_The task_. In the listing below, identify each line with the word "once" and return those lines.

=== Data provided ===

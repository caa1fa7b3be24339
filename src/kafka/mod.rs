pub mod memory;
pub mod producer;

pub use memory::{MemoryBroker, MemoryChannel, MemoryMode, StoredMessage};
pub use producer::KafkaChannel;

use crate::Result;
use std::time::Duration;
use tokio_stream::wrappers::UnboundedReceiverStream;

/// Stream of delivery outcomes; ends once the channel is closed.
pub type DeliveryEvents = UnboundedReceiverStream<DeliveryOutcome>;

/// Result of a single publish attempt, keyed by the id `submit` returned.
#[derive(Debug, Clone, PartialEq, Eq)]
pub enum DeliveryOutcome {
    Delivered {
        id: u64,
        topic: String,
        partition: i32,
        offset: i64,
        /// Message key, lossily decoded as UTF-8.
        key: Option<String>,
    },
    Failed {
        id: u64,
        topic: String,
        cause: String,
    },
}

impl DeliveryOutcome {
    pub fn id(&self) -> u64 {
        match self {
            DeliveryOutcome::Delivered { id, .. } | DeliveryOutcome::Failed { id, .. } => *id,
        }
    }

    pub fn topic(&self) -> &str {
        match self {
            DeliveryOutcome::Delivered { topic, .. } | DeliveryOutcome::Failed { topic, .. } => {
                topic
            }
        }
    }

    pub fn is_delivered(&self) -> bool {
        matches!(self, DeliveryOutcome::Delivered { .. })
    }
}

/// Asynchronous publish transport.
///
/// Every accepted submission yields exactly one [`DeliveryOutcome`] on the
/// event stream, including submissions still pending when the channel is
/// closed (reported as failed).
pub trait DeliveryChannel {
    /// Enqueues a message without waiting for the broker. Fails only on
    /// malformed input or a local enqueue failure.
    fn submit(&mut self, topic: &str, key: Option<&[u8]>, value: &[u8]) -> Result<u64>;

    /// Hands out the outcome stream. Returns `None` once it has been taken.
    fn events(&mut self) -> Option<DeliveryEvents>;

    /// Blocks until nothing is in flight or `timeout` elapses. Returns
    /// whether everything was flushed.
    fn flush(&mut self, timeout: Duration) -> bool;

    /// Number of submissions without an outcome yet.
    fn in_flight(&self) -> usize;

    /// Releases the underlying client.
    fn close(self);
}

===

_Solution_.
/// Stream of delivery outcomes; ends once the channel is closed.
    /// Hands out the outcome stream. Returns `None` once it has been taken.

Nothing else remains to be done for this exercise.